Exercise instructions: Take from the records below each line that holds "print".

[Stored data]
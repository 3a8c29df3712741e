//! `soundcron-queue`: the work queue between the poller and the workers.
//!
//! Jobs travel over a Redis stream read through a consumer group, so any
//! number of worker processes share the load without seeing the same message
//! twice. The blacklist lives next to it in the same Redis.

pub mod blacklist;
pub mod error;
pub mod print;
pub mod stream;

pub use blacklist::{MemoryBlacklist, RedisBlacklist};
pub use error::{QueueError, Result};
pub use print::PrintDispatcher;
pub use stream::{ensure_group, JobReceiver, RedisJobReceiver, RedisStreamDispatcher};

/// Consumer name for this process: the host name, or `soundcron-worker`.
pub fn default_consumer_name() -> String {
    hostname::get()
        .ok()
        .and_then(|h| h.into_string().ok())
        .filter(|h| !h.is_empty())
        .unwrap_or_else(|| "soundcron-worker".to_string())
}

Answer box:
pub mod print;
pub use print::PrintDispatcher;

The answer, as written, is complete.